En 2011, le sulfureux avocat franco-libanais Robert Bourgi déclarait sur le plateau de la chaîne BFM TV que l’ancien président du Front national avait, comme Jacques Chirac et Dominique de Villepin, bénéficié des largesses de dirigeants africains. Si Le Pen a toujours nié ces allégations, son soutien affirmé à des régimes autoritaires du continent a semé le doute sur l’indépendance de son discours.

Rejoignez la nouvelle chaine Whatsapp de Mondafrique

Soutien aux dictatures arabes et opposition aux guerres en Irak

Fervent opposant à l’interventionnisme occidental, Jean-Marie Le Pen n’a pas hésité à exprimer son soutien à des régimes autoritaires du monde arabe. Il a défendu la Libye de Mouammar Kadhafi, la Syrie de Hafez al-Assad et même l’Irak de Saddam Hussein, louant leur résistance face à ce qu’il considérait comme des ingérences impérialistes. L’ancien parachutiste en Algérie avait d’ailleurs affiché une opposition ferme aux deux guerres menées par les États-Unis en Irak, en 1991 et 2003. Le Pen voyait dans ces dirigeants autoritaires des défenseurs d’une souveraineté nationale qu’il idéalisait.
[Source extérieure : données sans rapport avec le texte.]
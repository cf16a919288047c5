//! Branch-and-bound search over the encoder parameter space.
//!
//! Every tuple is encoded in trial mode against a ceiling on the IDAT size.
//! A trial that crosses the ceiling is abandoned at once; each new best
//! lowers the ceiling to its own size unless a full search was requested.

use std::ops::ControlFlow;

use log::debug;

use crate::error::{ensure_invariant, Result};
use crate::image::Image;
use crate::params::ParamSpace;
use crate::png::encode::{EncodeParams, Encoder};
use crate::png::PNG_UINT_31_MAX;
use crate::report::{Event, Reporter};
use crate::stream::{ChunkPolicy, InputSizes, WriteHook};

/// The winning tuple.
#[derive(Debug, Clone, Copy, PartialEq, Eq)]
pub struct Best {
    /// Encoder parameters.
    pub params: EncodeParams,
    /// Measured IDAT size; 0 when the tuple was adopted without a trial.
    pub idat_size: u64,
}

/// What a search found.
#[derive(Debug, Clone, Copy, PartialEq, Eq, Default)]
pub struct SearchResult {
    /// Best tuple, if any trial completed.
    pub best: Option<Best>,
    /// PLTE and tRNS bytes the trials wrote, framing included.
    pub plte_trns_size: u64,
    /// Trials encoded.
    pub trials: usize,
}

impl SearchResult {
    /// True if the best tuple beats the input's IDAT, counting PLTE and tRNS
    /// since reductions may have shrunk them.
    pub fn improves(&self, input: &InputSizes) -> bool {
        self.best.is_some_and(|best| {
            best.idat_size + self.plte_trns_size < input.idat_size + input.plte_trns_size
        })
    }
}

/// Initial IDAT ceiling.
///
/// Unbounded (up to 2^31 - 1) when a new IDAT is mandatory or every trial
/// must complete; otherwise the input's IDAT plus PLTE and tRNS.
pub fn initial_ceiling(needs_new_idat: bool, full: bool, input: &InputSizes) -> u64 {
    if needs_new_idat || full {
        u64::from(PNG_UINT_31_MAX)
    } else {
        input.idat_size + input.plte_trns_size
    }
}

/// Search settings for one image.
#[derive(Debug, Clone, Copy)]
pub struct Search<'a> {
    image: &'a Image,
    space: ParamSpace,
    window_bits: u8,
    policy: ChunkPolicy,
    full: bool,
}

impl<'a> Search<'a> {
    /// Search `space` for `image`.
    pub fn new(image: &'a Image, space: ParamSpace, window_bits: u8, policy: ChunkPolicy, full: bool) -> Self {
        Self {
            image,
            space,
            window_bits,
            policy,
            full,
        }
    }

    /// Run every trial, or none if the only tuple will be used regardless.
    pub fn run(&self, ceiling: u64, needs_new_idat: bool, reporter: &mut dyn Reporter) -> Result<SearchResult> {
        let total = self.space.num_trials();
        ensure_invariant!(total > 0, "Iterations not initialized");
        if total == 1 && needs_new_idat {
            let params = self.space.first(self.window_bits);
            ensure_invariant!(params.is_some(), "Iterations not initialized");
            return Ok(SearchResult {
                best: params.map(|params| Best { params, idat_size: 0 }),
                plte_trns_size: 0,
                trials: 0,
            });
        }

        reporter.report(&Event::TrialsStarted { total });
        let mut encoder = Encoder::new(self.image)?;
        let mut ceiling = ceiling;
        let mut best: Option<Best> = None;
        let mut result = SearchResult::default();
        for params in self.space.trials(self.window_bits) {
            let index = result.trials;
            result.trials += 1;

            let mut hook = WriteHook::trial(ceiling, self.policy);
            let completed = match encoder.encode(&params, &mut hook) {
                Ok(ControlFlow::Continue(())) => true,
                Ok(ControlFlow::Break(())) => false,
                Err(err) if err.is_internal() => return Err(err),
                Err(err) => {
                    debug!("trial {params:?} failed: {err}");
                    false
                }
            };
            let sizes = hook.sizes();
            result.plte_trns_size = sizes.plte_trns_size;
            let idat_size = completed.then_some(sizes.idat_size);
            reporter.report(&Event::Trial {
                index,
                total,
                params,
                idat_size,
            });
            let Some(idat_size) = idat_size else {
                continue;
            };

            if let Some(current) = best {
                if current.idat_size < idat_size {
                    continue;
                }
                // Equal size: a Huffman-only or RLE best stays; any other
                // best gives way to the later tuple.
                if current.idat_size == idat_size && current.params.strategy.is_fast() {
                    continue;
                }
            }
            best = Some(Best { params, idat_size });
            if !self.full {
                ceiling = idat_size;
            }
        }
        ensure_invariant!(result.trials == total, "Inconsistent iteration counter");
        result.best = best;
        Ok(result)
    }
}

#[cfg(test)]
mod tests {
    use super::*;
    use crate::params::ParamSet;
    use crate::png::{ColorType, Ihdr};
    use crate::report::{NullReporter, RecordingReporter};

    fn noisy(width: u32, height: u32) -> Image {
        let mut image = Image::with_header(Ihdr::new(width, height, 8, ColorType::Rgb));
        let mut state = 0x1234_5678u32;
        for (y, row) in image.rows.iter_mut().enumerate() {
            for (x, byte) in row.iter_mut().enumerate() {
                state ^= state << 13;
                state ^= state >> 17;
                state ^= state << 5;
                // Smooth gradient with a little noise.
                *byte = ((x + y) as u8).wrapping_add((state & 3) as u8);
            }
        }
        image
    }

    fn space(level: u8) -> ParamSpace {
        ParamSpace::resolve(&ParamSpace::default(), Some(level), false).unwrap()
    }

    /// Collects the IDAT size of each completed trial.
    #[derive(Default)]
    struct Trials(Vec<(EncodeParams, Option<u64>)>);

    impl Reporter for Trials {
        fn report(&mut self, event: &Event<'_>) {
            if let Event::Trial {
                params, idat_size, ..
            } = event
            {
                self.0.push((*params, *idat_size));
            }
        }
    }

    #[test]
    fn test_best_is_minimum_of_completed_trials() {
        let image = noisy(24, 24);
        let search = Search::new(&image, space(5), 0, ChunkPolicy::default(), true);
        let mut trials = Trials::default();
        let result = search.run(u64::from(PNG_UINT_31_MAX), true, &mut trials).unwrap();
        assert_eq!(result.trials, 48);
        assert_eq!(trials.0.len(), 48);
        let best = result.best.unwrap();
        let min = trials.0.iter().filter_map(|t| t.1).min().unwrap();
        assert_eq!(best.idat_size, min);
        assert!(trials.0.iter().all(|t| t.1.is_some()));
    }

    #[test]
    fn test_pruned_trials_measure_exactly() {
        let image = noisy(24, 24);
        let mut full = Trials::default();
        Search::new(&image, space(4), 0, ChunkPolicy::default(), true)
            .run(u64::from(PNG_UINT_31_MAX), true, &mut full)
            .unwrap();
        let mut pruned = Trials::default();
        let result = Search::new(&image, space(4), 0, ChunkPolicy::default(), false)
            .run(u64::from(PNG_UINT_31_MAX), true, &mut pruned)
            .unwrap();

        for ((params, unbounded), (same, bounded)) in full.0.iter().zip(&pruned.0) {
            assert_eq!(params, same);
            if let Some(size) = bounded {
                assert_eq!(Some(*size), *unbounded);
            }
        }
        // Adopted sizes never grow.
        let mut running = u64::MAX;
        for size in pruned.0.iter().filter_map(|t| t.1) {
            assert!(size <= running);
            running = size;
        }
        assert_eq!(result.best.map(|b| b.idat_size), Some(running));
    }

    #[test]
    fn test_fast_path_skips_trials() {
        let image = noisy(8, 8);
        let mut reporter = RecordingReporter::default();
        let result = Search::new(&image, space(0), 11, ChunkPolicy::default(), false)
            .run(100, true, &mut reporter)
            .unwrap();
        assert_eq!(result.trials, 0);
        let best = result.best.unwrap();
        assert_eq!(best.idat_size, 0);
        assert_eq!(best.params.window_bits, 11);
        assert!(reporter.lines.is_empty());
    }

    #[test]
    fn test_single_trial_runs_when_optional() {
        let image = noisy(8, 8);
        let result = Search::new(&image, space(0), 0, ChunkPolicy::default(), false)
            .run(u64::from(PNG_UINT_31_MAX), false, &mut NullReporter)
            .unwrap();
        assert_eq!(result.trials, 1);
        assert!(result.best.unwrap().idat_size > 0);
    }

    #[test]
    fn test_tight_ceiling_finds_nothing() {
        let image = noisy(16, 16);
        let result = Search::new(&image, space(2), 0, ChunkPolicy::default(), false)
            .run(4, false, &mut NullReporter)
            .unwrap();
        assert_eq!(result.trials, 8);
        assert_eq!(result.best, None);
        assert!(!result.improves(&InputSizes {
            idat_size: 4,
            ..InputSizes::default()
        }));
    }

    #[test]
    fn test_tie_keeps_fast_strategy() {
        // A constant image compresses to the same size under several strategies.
        let image = Image::with_header(Ihdr::new(4, 1, 8, ColorType::Gray));
        let space = ParamSpace {
            levels: ParamSet::single(9),
            mem_levels: ParamSet::single(8),
            strategies: ParamSet::range(0, 3),
            filters: ParamSet::single(0),
        };
        let mut trials = Trials::default();
        let result = Search::new(&image, space, 0, ChunkPolicy::default(), true)
            .run(u64::from(PNG_UINT_31_MAX), false, &mut trials)
            .unwrap();
        let best = result.best.unwrap();
        let sizes: Vec<u64> = trials.0.iter().filter_map(|t| t.1).collect();
        let min = *sizes.iter().min().unwrap();
        let first_fast_min = trials
            .0
            .iter()
            .find(|(p, s)| p.strategy.is_fast() && *s == Some(min))
            .map(|(p, _)| p.strategy);
        let last_min = trials.0.iter().rev().find(|(_, s)| *s == Some(min)).map(|(p, _)| p.strategy);
        // A fast strategy, once adopted at the minimum, is never displaced.
        assert_eq!(Some(best.params.strategy), first_fast_min.or(last_min));
    }

    #[test]
    fn test_tie_between_slow_strategies_takes_later() {
        let image = Image::with_header(Ihdr::new(4, 1, 8, ColorType::Gray));
        let space = ParamSpace {
            levels: ParamSet::range(8, 9),
            mem_levels: ParamSet::single(8),
            strategies: ParamSet::range(0, 1),
            filters: ParamSet::single(0),
        };
        let mut trials = Trials::default();
        let result = Search::new(&image, space, 0, ChunkPolicy::default(), true)
            .run(u64::from(PNG_UINT_31_MAX), false, &mut trials)
            .unwrap();
        let min = trials.0.iter().filter_map(|t| t.1).min().unwrap();
        let last_min = trials.0.iter().rev().find(|(_, s)| *s == Some(min)).unwrap().0;
        assert_eq!(result.best.unwrap().params, last_min);
        assert_eq!(trials.0.len(), 4);
    }

    #[test]
    fn test_improves_counts_palette_overhead() {
        let result = SearchResult {
            best: Some(Best {
                params: EncodeParams::default(),
                idat_size: 90,
            }),
            plte_trns_size: 20,
            trials: 1,
        };
        let input = InputSizes {
            idat_size: 100,
            plte_trns_size: 15,
            ..InputSizes::default()
        };
        assert!(result.improves(&input));
        let input = InputSizes {
            idat_size: 95,
            plte_trns_size: 15,
            ..InputSizes::default()
        };
        assert!(!result.improves(&input));
    }

    #[test]
    fn test_initial_ceiling() {
        let input = InputSizes {
            idat_size: 100,
            plte_trns_size: 30,
            ..InputSizes::default()
        };
        assert_eq!(initial_ceiling(false, false, &input), 130);
        assert_eq!(initial_ceiling(true, false, &input), u64::from(PNG_UINT_31_MAX));
        assert_eq!(initial_ceiling(false, true, &input), u64::from(PNG_UINT_31_MAX));
    }
}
Dans le même temps, l’ancien leader nationaliste était le porte-voix d’une rhétorique anti-immigration profondément enracinée dans des stéréotypes à l’égard des populations arabes et musulmanes. Le Pen dénonçait notamment ce qu’il qualifiait de « danger de l’islamisation » ou de « submersion migratoire » en France, des thématiques qui ont nourri son électorat, socle de l’actuel rassemblement national.

Quel héritage pour le RN ?

Condamné à plusieurs reprises par la justice pour ses dérapages racistes et antisémites, Jean-Marie Le Pen a vu son état de santé se dégrader depuis plusieurs années. Poursuivi dans l’affaire des assistants d’eurodéputés du RN, son cas a été « disjoint » après qu’une expertise médicale a constaté « une profonde détérioration » de son état physique et psychique, estimant qu’il n’était pas en mesure ni « d’être présent », ni de « préparer sa défense ».

La mort de Jean-Marie Le Pen pourrait symboliser la fin d’une époque pour l’extrême droite française. Le parti qu’il a créé, rebaptisé Rassemblement national, est désormais ancré durablement dans le paysage politique grâce à la stratégie de « dédiabolisation » et à un recentrage sur des thématiques économiques et sociales.

Reste à savoir comment le RN, dans sa quête du pouvoir, relèvera le défi d’élargir son audience tout en restant fidèle aux bases posées par le finaliste de la présidentielle de 2002.